この二人の対話を日本アイアイファンド代表の島氏が編者としてまとめたのが本書で、これが面白いのなんの。下手なビジネス書は目じゃない。
熱血漢の小菅氏と「癒し系」の岩野氏は、それこそ性格は海と山ほど違う。しかし、この二人に共通していることが二つある。
一つは、今もなお第一線で活躍している現役の獣医であること。彼らは管理職のトップではあるが、現場を離れているわけではないのだ。
そしてもう一つは、双方とも市長の強力な後押しがあったこと。彼らの活躍も、旭川、北九州両市長の強力がなければ成り立たなかったのである。
現場力と、出資者の了解。
どんな戦いにも共通する勝利の方程式である。
だから、
プログラマ35歳定年説に思う|悪態のプログラマ業界自体の歴史が浅いため、こうした問題は、重大視されてこなかったのかもしれない。しかし、本来なら、有能なプログラマこそ、純粋にプログラマとして働いてもらうべきだろう。
というのは非常に視野が狭い考えかただ。「プログラマー」という肩書きに拘泥したいならとにかく、「SE」だろうが「プロジェクト・リーダー」だろうが、プログラム出来ればいいではないか。むしろ「SE」や「プロジェクト・リーダー」になったとたん現場から手を引かせることこそ問題なのである。

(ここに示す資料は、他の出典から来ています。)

//! JSON encode/decode primitives
//!
//! Buffer and stream variants share one serializer configuration, so the
//! bytes written by [`to_vec`] and [`to_writer`] are identical for the same
//! value.

use serde::de::DeserializeOwned;
use serde::Serialize;
use std::io::{Read, Write};

/// Errors raised by the encode/decode machinery itself
#[derive(Debug, thiserror::Error)]
pub enum CodecError {
    /// Payload is not valid JSON or does not fit the record shape
    #[error("malformed record: {0}")]
    Malformed(#[source] serde_json::Error),

    /// Underlying reader or writer failed
    #[error("record i/o failed: {0}")]
    Io(#[from] std::io::Error),
}

impl From<serde_json::Error> for CodecError {
    fn from(err: serde_json::Error) -> Self {
        if err.is_io() {
            Self::Io(std::io::Error::from(err))
        } else {
            Self::Malformed(err)
        }
    }
}

/// Encode into an owned string
///
/// # Errors
/// Returns [`CodecError::Malformed`] if the value cannot be represented
pub fn to_string<T>(value: &T) -> Result<String, CodecError>
where
    T: Serialize + ?Sized,
{
    Ok(serde_json::to_string(value)?)
}

/// Encode into an owned byte buffer
///
/// # Errors
/// Returns [`CodecError::Malformed`] if the value cannot be represented
pub fn to_vec<T>(value: &T) -> Result<Vec<u8>, CodecError>
where
    T: Serialize + ?Sized,
{
    Ok(serde_json::to_vec(value)?)
}

/// Encode into a streaming sink
///
/// # Errors
/// Returns [`CodecError::Io`] if the sink fails
pub fn to_writer<W, T>(writer: W, value: &T) -> Result<(), CodecError>
where
    W: Write,
    T: Serialize + ?Sized,
{
    Ok(serde_json::to_writer(writer, value)?)
}

/// Decode from a string
///
/// # Errors
/// Returns [`CodecError::Malformed`] on invalid payload
pub fn from_str<T>(content: &str) -> Result<T, CodecError>
where
    T: DeserializeOwned,
{
    Ok(serde_json::from_str(content)?)
}

/// Decode from a byte buffer
///
/// # Errors
/// Returns [`CodecError::Malformed`] on invalid payload
pub fn from_slice<T>(content: &[u8]) -> Result<T, CodecError>
where
    T: DeserializeOwned,
{
    Ok(serde_json::from_slice(content)?)
}

/// Decode from a streaming source
///
/// # Errors
/// Returns [`CodecError::Io`] if the source fails, [`CodecError::Malformed`]
/// on invalid payload
pub fn from_reader<R, T>(reader: R) -> Result<T, CodecError>
where
    R: Read,
    T: DeserializeOwned,
{
    Ok(serde_json::from_reader(reader)?)
}

#[cfg(test)]
mod tests {
    use super::*;
    use std::io;

    struct BrokenReader;

    impl Read for BrokenReader {
        fn read(&mut self, _buf: &mut [u8]) -> io::Result<usize> {
            Err(io::Error::new(io::ErrorKind::BrokenPipe, "gone"))
        }
    }

    #[test]
    fn syntax_error_is_malformed() {
        let err = from_str::<serde_json::Value>("{\"id\":").unwrap_err();
        assert!(matches!(err, CodecError::Malformed(_)));
    }

    #[test]
    fn reader_failure_is_io() {
        let err = from_reader::<_, serde_json::Value>(BrokenReader).unwrap_err();
        assert!(matches!(err, CodecError::Io(_)));
    }

    #[test]
    fn buffer_and_stream_match() {
        let value = serde_json::json!({"clazz": "request", "id": "a", "version": 1});
        let mut sink = Vec::new();
        to_writer(&mut sink, &value).unwrap();
        assert_eq!(sink, to_vec(&value).unwrap());
        assert_eq!(String::from_utf8(sink).unwrap(), to_string(&value).unwrap());
    }
}
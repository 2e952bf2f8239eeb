//! Request descriptor
//!
//! The three locations describing one inbound job. Equality is structural
//! over the locations; the identifier only matters for persistence.

use crate::error::ValidationError;
use crate::fields::Fields;
use crate::id::EntityId;
use crate::persist::{read_header, FromRecord, Persistable};
use std::borrow::Cow;
use std::fmt;
use std::hash::{Hash, Hasher};
use url::Url;
use xform_record::{RecordHeader, RequestInfoBody, RequestInfoRecord};

/// A validated location that keeps the text it was given
///
/// The text is what gets persisted, so a decoded record re-encodes to the
/// same bytes. Equality compares the text.
#[derive(Debug, Clone)]
pub struct Location {
    text: String,
    url: Url,
}

impl Location {
    /// Validate `text` as a URL
    ///
    /// # Errors
    /// [`url::ParseError`] if `text` is not an absolute URL
    pub fn parse(text: &str) -> Result<Self, url::ParseError> {
        Ok(Self {
            url: Url::parse(text)?,
            text: text.to_owned(),
        })
    }

    /// Text as given
    #[inline]
    #[must_use]
    pub fn as_str(&self) -> &str {
        &self.text
    }

    /// Parsed form
    #[inline]
    #[must_use]
    pub fn url(&self) -> &Url {
        &self.url
    }
}

impl From<Url> for Location {
    fn from(url: Url) -> Self {
        Self {
            text: url.to_string(),
            url,
        }
    }
}

impl PartialEq for Location {
    fn eq(&self, other: &Self) -> bool {
        self.text == other.text
    }
}

impl Eq for Location {}

impl Hash for Location {
    fn hash<H: Hasher>(&self, state: &mut H) {
        self.text.hash(state);
    }
}

impl fmt::Display for Location {
    fn fmt(&self, f: &mut fmt::Formatter<'_>) -> fmt::Result {
        f.write_str(&self.text)
    }
}

/// Anything that can describe a request's locations
pub trait RequestLocations {
    /// Where the source metadata lives
    fn metacard_location(&self) -> &Location;

    /// Where the resource currently is
    fn current_location(&self) -> &Location;

    /// Where the resource ends up
    fn final_location(&self) -> &Location;

    /// Downcast hook; `Some` only for [`RequestInfo`] itself
    fn as_request_info(&self) -> Option<&RequestInfo> {
        None
    }
}

/// Immutable request descriptor
#[derive(Debug, Clone)]
pub struct RequestInfo {
    id: EntityId,
    metacard_location: Location,
    current_location: Location,
    final_location: Location,
    has_unknowns: bool,
}

impl RequestInfo {
    /// Persistable type name
    pub const PERSISTABLE_TYPE: &'static str = "request info";

    /// Create descriptor with a fresh id
    #[must_use]
    pub fn new(
        metacard_location: Location,
        current_location: Location,
        final_location: Location,
    ) -> Self {
        Self {
            id: EntityId::generate(),
            metacard_location,
            current_location,
            final_location,
            has_unknowns: false,
        }
    }

    /// Create descriptor from location strings
    ///
    /// # Errors
    /// [`ValidationError::Empty`] or [`ValidationError::Invalid`] for the
    /// first location that is empty or not a URL
    pub fn parse(
        metacard_location: &str,
        current_location: &str,
        final_location: &str,
    ) -> Result<Self, ValidationError> {
        let fields = Fields::new(Self::PERSISTABLE_TYPE, None);
        Ok(Self::new(
            fields.convert_str("metacard_location", Some(metacard_location), Location::parse)?,
            fields.convert_str("current_location", Some(current_location), Location::parse)?,
            fields.convert_str("final_location", Some(final_location), Location::parse)?,
        ))
    }

    /// Borrow `info` when it already is a `RequestInfo`, copy it otherwise
    #[must_use]
    pub fn wrap(info: &dyn RequestLocations) -> Cow<'_, RequestInfo> {
        match info.as_request_info() {
            Some(own) => Cow::Borrowed(own),
            None => Cow::Owned(Self::new(
                info.metacard_location().clone(),
                info.current_location().clone(),
                info.final_location().clone(),
            )),
        }
    }

    /// Identifier used in the record
    #[inline]
    #[must_use]
    pub fn id(&self) -> &EntityId {
        &self.id
    }

    /// Whether this was decoded from content this code does not understand
    #[inline]
    #[must_use]
    pub fn has_unknowns(&self) -> bool {
        self.has_unknowns
    }
}

impl RequestLocations for RequestInfo {
    fn metacard_location(&self) -> &Location {
        &self.metacard_location
    }

    fn current_location(&self) -> &Location {
        &self.current_location
    }

    fn final_location(&self) -> &Location {
        &self.final_location
    }

    fn as_request_info(&self) -> Option<&RequestInfo> {
        Some(self)
    }
}

impl PartialEq for RequestInfo {
    fn eq(&self, other: &Self) -> bool {
        self.metacard_location == other.metacard_location
            && self.current_location == other.current_location
            && self.final_location == other.final_location
    }
}

impl Eq for RequestInfo {}

impl Hash for RequestInfo {
    fn hash<H: Hasher>(&self, state: &mut H) {
        self.metacard_location.hash(state);
        self.current_location.hash(state);
        self.final_location.hash(state);
    }
}

impl Persistable for RequestInfo {
    type Body = RequestInfoBody;

    const PERSISTABLE_TYPE: &'static str = RequestInfo::PERSISTABLE_TYPE;

    fn id(&self) -> &EntityId {
        &self.id
    }

    fn has_unknowns(&self) -> bool {
        self.has_unknowns
    }

    fn to_record(&self) -> Result<RequestInfoRecord, ValidationError> {
        if self.has_unknowns {
            return Err(self.fields().unknown_content());
        }
        Ok(RequestInfoRecord::new(RequestInfoBody {
            header: RecordHeader::current::<RequestInfoBody>(self.id.as_str()),
            metacard_location: Some(self.metacard_location.as_str().to_owned()),
            current_location: Some(self.current_location.as_str().to_owned()),
            final_location: Some(self.final_location.as_str().to_owned()),
        }))
    }
}

impl FromRecord for RequestInfo {
    type Body = RequestInfoBody;
    type Context = ();

    fn from_record(record: RequestInfoRecord, _context: &()) -> Result<Self, ValidationError> {
        let head = read_header(Self::PERSISTABLE_TYPE, &record)?;
        let fields = Fields::new(Self::PERSISTABLE_TYPE, Some(head.id.as_str()));
        let body = record.body();

        let metacard_location = fields.convert_str(
            "metacard_location",
            body.metacard_location.as_deref(),
            Location::parse,
        )?;
        let current_location = fields.convert_str(
            "current_location",
            body.current_location.as_deref(),
            Location::parse,
        )?;
        let final_location =
            fields.convert_str("final_location", body.final_location.as_deref(), Location::parse)?;

        Ok(Self {
            id: head.id,
            metacard_location,
            current_location,
            final_location,
            has_unknowns: head.unknown,
        })
    }
}

#[cfg(test)]
mod tests {
    use super::*;
    use xform_record::Record;

    struct External {
        metacard: Location,
        current: Location,
        target: Location,
    }

    impl RequestLocations for External {
        fn metacard_location(&self) -> &Location {
            &self.metacard
        }

        fn current_location(&self) -> &Location {
            &self.current
        }

        fn final_location(&self) -> &Location {
            &self.target
        }
    }

    fn sample() -> RequestInfo {
        RequestInfo::parse(
            "http://localhost/metacard",
            "http://localhost/current",
            "http://localhost/final",
        )
        .unwrap()
    }

    #[test]
    fn wrap_borrows_own_type() {
        let info = sample();
        assert!(matches!(RequestInfo::wrap(&info), Cow::Borrowed(_)));
    }

    #[test]
    fn wrap_copies_foreign_type() {
        let info = sample();
        let external = External {
            metacard: info.metacard_location().clone(),
            current: info.current_location().clone(),
            target: info.final_location().clone(),
        };

        let wrapped = RequestInfo::wrap(&external);
        assert!(matches!(wrapped, Cow::Owned(_)));
        assert_eq!(*wrapped, info);
    }

    #[test]
    fn equality_ignores_id() {
        let a = sample();
        let b = sample();
        assert_ne!(a.id(), b.id());
        assert_eq!(a, b);
    }

    #[test]
    fn parse_rejects_bad_location() {
        let err = RequestInfo::parse("not a url", "http://a", "http://b").unwrap_err();
        assert!(matches!(err, ValidationError::Invalid { field: "metacard_location", .. }));

        let err = RequestInfo::parse("http://a", "", "http://b").unwrap_err();
        assert!(matches!(err, ValidationError::Empty { field: "current_location", .. }));
    }

    #[test]
    fn round_trip() {
        let info = sample();
        let back = RequestInfo::from_record(info.to_record().unwrap(), &()).unwrap();
        assert_eq!(back, info);
        assert_eq!(back.id(), info.id());
        assert!(!back.has_unknowns());
    }

    #[test]
    fn unknown_variant_refuses_encode() {
        let body = sample().to_record().unwrap().into_body();
        let record = Record::from_parts(Some("request-v2".into()), body);

        let info = RequestInfo::from_record(record, &()).unwrap();
        assert!(info.has_unknowns());

        let err = info.to_record().unwrap_err();
        assert!(matches!(err, ValidationError::UnknownContent { .. }));
        assert!(err.to_string().starts_with("unknown request info"));
    }

    #[test]
    fn missing_location_on_decode() {
        let mut body = sample().to_record().unwrap().into_body();
        body.final_location = None;

        let err = RequestInfo::from_record(Record::new(body), &()).unwrap_err();
        assert!(matches!(err, ValidationError::Missing { field: "final_location", .. }));
    }

    #[test]
    fn locations_keep_their_text() {
        let mut body = sample().to_record().unwrap().into_body();
        body.metacard_location = Some("http://a".into());
        body.current_location = Some("HTTP://Host.Example/a%7eb".into());

        let info = RequestInfo::from_record(Record::new(body.clone()), &()).unwrap();
        assert_eq!(info.metacard_location().as_str(), "http://a");
        assert_eq!(info.metacard_location().url().as_str(), "http://a/");

        let written = info.to_record().unwrap().into_body();
        assert_eq!(written.metacard_location, body.metacard_location);
        assert_eq!(written.current_location, body.current_location);
    }

    #[test]
    fn location_from_url() {
        let url = Url::parse("http://localhost/x").unwrap();
        let location = Location::from(url.clone());
        assert_eq!(location.as_str(), "http://localhost/x");
        assert_eq!(location.url(), &url);
        assert_eq!(location.to_string(), "http://localhost/x");
    }
}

これは技術職一般にあまねく言えることだけれども、特にプログラムの世界はそれが大きいと思う。私自身、プログラミングに割く絶対時間は減っても、プログラミングスキルはプログラム以外の仕事をすればするほど上がって行ったことを実感できている。コードばかり眺めていても、いいプログラマーには絶対なれない。
オープンソースがプログラマーにアピールするのは、実はこのこともあるのではないか。オープンソースの世界では、「雑用」はプログラマー自身が行う。特にユーザーとのやりとりは時間も多いに費やす。しかしこのことがプログラマーとしての能力を高め、その自己達成感が報酬となるのだ。
ここでユーザーとのやりとりというのは、ビジネス一般においては出資者の理解となる。職人たるもの、使ってくれる人の理解を得てなんぼである。その点が芸術とは大きく異なるのだ。どんなに優れた案でも、ユーザーが納得してくれなければスパゲッティですらない残飯なのである。
有能なプログラマーこそ、「雑用」を厭わないものなのではないか。優秀な獣医は、その何とも意外な傍証である。
Dan the Cyberzoologist
もちろん、強力な協力だったと思います。